Following discussions with the FDA and feedback from Kazia’s recent Type C meeting, the FDA’s current position is that data on OS would generally not be appropriate for accelerated approval, but could be considered to support a traditional/standard approval. The Agency further commented that the secondary endpoint OS data from the GBM-AGILE study are supportive and informative for designing and executing a pivotal registrational study in pursuit of a standard approval. Importantly, the Company aligned with the FDA on key aspects of the design of a proposed registrational/pivotal phase 3 study, including patient population, primary endpoint, and the comparator arm to be used.

"We appreciate the extensive and thoughtful feedback from the FDA, which provides us with added clarity with respect to paxalisib’s potential registration pathway for the treatment of patients with NDU glioblastoma" commented Dr. John Friend, Kazia’s CEO "We believe data from the GBM-AGILE trial, including the prespecified secondary endpoint, which demonstrated a 3.8-month OS improvement, provides evidence supporting a clinically meaningful efficacy signal that merits further testing paxalisib in this patient population in a larger, pivotal study".

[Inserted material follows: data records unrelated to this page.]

// ==============================================================================
// TextDocument: versioned text + derived-data cache + opaque data
// ==============================================================================
//
// One write lock guards text and version; the derived cache has its own lock
// and per-entry locks so a read of one computation never blocks another.
// Every mutation emits `cache_invalidate` before its effects become visible
// to cache readers and `cache_invalidated` after; the derived cache is empty
// between the two. Listeners on these events must not call back into the
// document (the invalidate event fires with the document lock held).

use std::any::Any;
use std::sync::Arc;

use parking_lot::{Mutex, RwLock};
use rustc_hash::FxHashMap;
use smol_str::SmolStr;

use crate::event::Event;
use crate::line_index::LineIndex;
use crate::position::{Position, PositionEncoding, Range};
use crate::uri::DocumentUri;

#[derive(Debug, thiserror::Error)]
pub enum DocumentError {
    #[error("invalid range {0:?}")]
    InvalidRange(Range),
    #[error("cannot read document {uri}")]
    CantReadDocument {
        uri: String,
        #[source]
        source: std::io::Error,
    },
    #[error("unknown file type: {0}")]
    UnknownFileType(String),
}

/// Key of a derived-data cache entry. Deterministic instead of
/// weak-function-keyed: core computations are enum cases, plug-ins get
/// `Extension` values they manage themselves.
#[derive(Debug, Clone, Copy, PartialEq, Eq, Hash)]
pub enum Computation {
    Tokens,
    Model,
    Namespace,
    SemanticTokens,
    FoldingRanges,
    DocumentSymbols,
    Extension(u64),
}

struct CacheEntry {
    slot: Mutex<Option<Arc<dyn Any + Send + Sync>>>,
}

/// Per-document memoization table. Reads of the same key are deduplicated by
/// the per-entry lock: at most one computation per (document, key) runs at a
/// time, concurrent callers block on it and then share the result.
#[derive(Default)]
pub struct DerivedCache {
    entries: Mutex<FxHashMap<Computation, Arc<CacheEntry>>>,
}

impl DerivedCache {
    pub fn get_or_try_compute<T, E>(
        &self,
        key: Computation,
        compute: impl FnOnce() -> Result<Arc<T>, E>,
    ) -> Result<Arc<T>, E>
    where
        T: Any + Send + Sync,
    {
        let entry = {
            let mut entries = self.entries.lock();
            entries
                .entry(key)
                .or_insert_with(|| {
                    Arc::new(CacheEntry {
                        slot: Mutex::new(None),
                    })
                })
                .clone()
        };

        let mut slot = entry.slot.lock();
        if let Some(value) = slot.as_ref() {
            if let Ok(typed) = value.clone().downcast::<T>() {
                return Ok(typed);
            }
        }
        let value = compute()?;
        *slot = Some(value.clone());
        Ok(value)
    }

    /// Whether any entry currently holds data.
    pub fn is_empty(&self) -> bool {
        self.entries
            .lock()
            .values()
            .all(|e| e.slot.lock().is_none())
    }

    pub fn clear(&self) {
        // Entries held by in-flight computations keep their own Arc; their
        // results land in orphaned slots and are never observed again.
        self.entries.lock().clear();
    }
}

#[derive(Default)]
pub struct DocumentEvents {
    pub cache_invalidate: Event<DocumentUri>,
    pub cache_invalidated: Event<DocumentUri>,
}

struct DocumentInner {
    text: String,
    version: Option<i32>,
    saved_text: String,
    saved_version: Option<i32>,
    line_index: Option<Arc<LineIndex>>,
}

pub struct TextDocument {
    uri: DocumentUri,
    language_id: SmolStr,
    opened_in_editor: Mutex<bool>,
    inner: RwLock<DocumentInner>,
    cache: DerivedCache,
    opaque: Mutex<FxHashMap<&'static str, Arc<dyn Any + Send + Sync>>>,
    pub events: DocumentEvents,
}

impl TextDocument {
    pub fn new(
        uri: DocumentUri,
        language_id: impl Into<SmolStr>,
        version: Option<i32>,
        text: String,
    ) -> Self {
        Self {
            uri,
            language_id: language_id.into(),
            opened_in_editor: Mutex::new(false),
            inner: RwLock::new(DocumentInner {
                saved_text: text.clone(),
                saved_version: version,
                text,
                version,
                line_index: None,
            }),
            cache: DerivedCache::default(),
            opaque: Mutex::new(FxHashMap::default()),
            events: DocumentEvents::default(),
        }
    }

    pub fn uri(&self) -> &DocumentUri {
        &self.uri
    }

    pub fn language_id(&self) -> &str {
        &self.language_id
    }

    pub fn text(&self) -> String {
        self.inner.read().text.clone()
    }

    pub fn version(&self) -> Option<i32> {
        self.inner.read().version
    }

    /// Text and version captured together, for analyses that must observe a
    /// consistent snapshot.
    pub fn snapshot(&self) -> (String, Option<i32>) {
        let inner = self.inner.read();
        (inner.text.clone(), inner.version)
    }

    pub fn opened_in_editor(&self) -> bool {
        *self.opened_in_editor.lock()
    }

    pub fn set_opened_in_editor(&self, opened: bool) {
        *self.opened_in_editor.lock() = opened;
    }

    /// The lazily built line index for the current text.
    pub fn line_index(&self) -> Arc<LineIndex> {
        if let Some(index) = self.inner.read().line_index.clone() {
            return index;
        }
        let mut inner = self.inner.write();
        if let Some(index) = inner.line_index.clone() {
            return index;
        }
        let index = Arc::new(LineIndex::new(&inner.text));
        inner.line_index = Some(index.clone());
        index
    }

    pub fn cache(&self) -> &DerivedCache {
        &self.cache
    }

    // --------------------------------------------------------------------------
    // Mutations
    // --------------------------------------------------------------------------

    /// Replace text and/or version. With `save`, the new state also becomes
    /// the snapshot `revert` restores.
    pub fn apply_full_change(&self, version: Option<i32>, text: Option<String>, save: bool) {
        let mut inner = self.inner.write();
        self.events.cache_invalidate.emit(&self.uri);
        if let Some(text) = text {
            inner.text = text;
            inner.line_index = None;
        }
        if let Some(version) = version {
            inner.version = Some(version);
        }
        if save {
            inner.saved_text = inner.text.clone();
            inner.saved_version = inner.version;
        }
        self.cache.clear();
        drop(inner);
        self.events.cache_invalidated.emit(&self.uri);
    }

    /// Splice `new_text` over `range` (expressed in `encoding` code units).
    /// Atomic: on `InvalidRange` nothing changes and no event fires. A start
    /// line equal to the current line count appends at the end of the text.
    pub fn apply_incremental_change(
        &self,
        version: Option<i32>,
        range: Range,
        new_text: &str,
        encoding: PositionEncoding,
    ) -> Result<(), DocumentError> {
        let mut inner = self.inner.write();
        if !range.is_valid() {
            return Err(DocumentError::InvalidRange(range));
        }
        let index = match inner.line_index.clone() {
            Some(index) => index,
            None => Arc::new(LineIndex::new(&inner.text)),
        };
        let text_len = inner.text.len() as u32;
        let start = match index.offset(&inner.text, range.start, encoding) {
            Some(offset) => offset,
            None if range.start.line >= index.line_count() => text_len,
            None => return Err(DocumentError::InvalidRange(range)),
        };
        let end = index
            .offset(&inner.text, range.end, encoding)
            .unwrap_or(text_len)
            .max(start);

        self.events.cache_invalidate.emit(&self.uri);
        inner
            .text
            .replace_range(start as usize..end as usize, new_text);
        inner.line_index = None;
        if let Some(version) = version {
            inner.version = Some(version);
        }
        self.cache.clear();
        drop(inner);
        self.events.cache_invalidated.emit(&self.uri);
        Ok(())
    }

    /// Force a cache invalidation without altering text.
    pub fn apply_none_change(&self) {
        let inner = self.inner.write();
        self.events.cache_invalidate.emit(&self.uri);
        self.cache.clear();
        drop(inner);
        self.events.cache_invalidated.emit(&self.uri);
    }

    pub fn save(&self, version: Option<i32>, text: Option<String>) {
        self.apply_full_change(version, text, true);
    }

    /// Restore the last saved snapshot. Returns true when text or version
    /// actually changed.
    pub fn revert(&self, version: Option<i32>) -> bool {
        let (saved_text, saved_version) = {
            let inner = self.inner.read();
            if inner.text == inner.saved_text && inner.version == inner.saved_version {
                return false;
            }
            (inner.saved_text.clone(), version.or(inner.saved_version))
        };
        self.apply_full_change(saved_version, Some(saved_text), false);
        self.opaque.lock().clear();
        true
    }

    /// Drop line index, derived cache, and opaque data; used on real close.
    pub fn clear(&self) {
        let mut inner = self.inner.write();
        self.events.cache_invalidate.emit(&self.uri);
        inner.line_index = None;
        self.cache.clear();
        drop(inner);
        self.opaque.lock().clear();
        self.events.cache_invalidated.emit(&self.uri);
    }

    // --------------------------------------------------------------------------
    // Opaque data
    // --------------------------------------------------------------------------

    pub fn set_data(&self, key: &'static str, value: Arc<dyn Any + Send + Sync>) {
        self.opaque.lock().insert(key, value);
    }

    pub fn get_data<T: Any + Send + Sync>(&self, key: &'static str) -> Option<Arc<T>> {
        self.opaque
            .lock()
            .get(key)
            .and_then(|v| v.clone().downcast::<T>().ok())
    }

    // --------------------------------------------------------------------------
    // Position helpers
    // --------------------------------------------------------------------------

    pub fn position_to_offset(&self, pos: Position, encoding: PositionEncoding) -> Option<u32> {
        let inner = self.inner.read();
        let index = self.line_index_for(&inner);
        index.offset(&inner.text, pos, encoding)
    }

    pub fn offset_to_position(&self, offset: u32, encoding: PositionEncoding) -> Position {
        let inner = self.inner.read();
        let index = self.line_index_for(&inner);
        index.position(&inner.text, offset, encoding)
    }

    /// Translate a column between encodings against the current text.
    pub fn transcode_column(
        &self,
        line: u32,
        character: u32,
        from: PositionEncoding,
        to: PositionEncoding,
    ) -> Option<u32> {
        let inner = self.inner.read();
        let index = self.line_index_for(&inner);
        index.transcode_column(&inner.text, line, character, from, to)
    }

    fn line_index_for(&self, inner: &DocumentInner) -> Arc<LineIndex> {
        match inner.line_index.clone() {
            Some(index) => index,
            None => Arc::new(LineIndex::new(&inner.text)),
        }
    }
}

impl std::fmt::Debug for TextDocument {
    fn fmt(&self, f: &mut std::fmt::Formatter<'_>) -> std::fmt::Result {
        f.debug_struct("TextDocument")
            .field("uri", &self.uri)
            .field("language_id", &self.language_id)
            .field("version", &self.version())
            .finish()
    }
}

"As we evaluate our next steps in NDU glioblastoma, paxalisib continues to be tested in a number of other key indications, including pediatric brain cancer and brain metastases. We have received Orphan Drug and Rare Pediatric Disease Designations for both DIPG and AT/RT, which could make us eligible to receive pediatric review vouchers at the time of product approval. We recently presented very exciting data at the San Antonio Breast Cancer meeting highlighting synergistic activity between a novel combination of paxalisib and immunotherapy, and we believe paxalisib shows potential to be evaluated in breast cancers where iPI3K pathway mutations are known to drive tumor growth. The Kazia team, in conjunction with the Board of Directors, is continuing to evaluate several options, and we expect to provide an outline for our path forward to maximize shareholder value by the end of January 2025."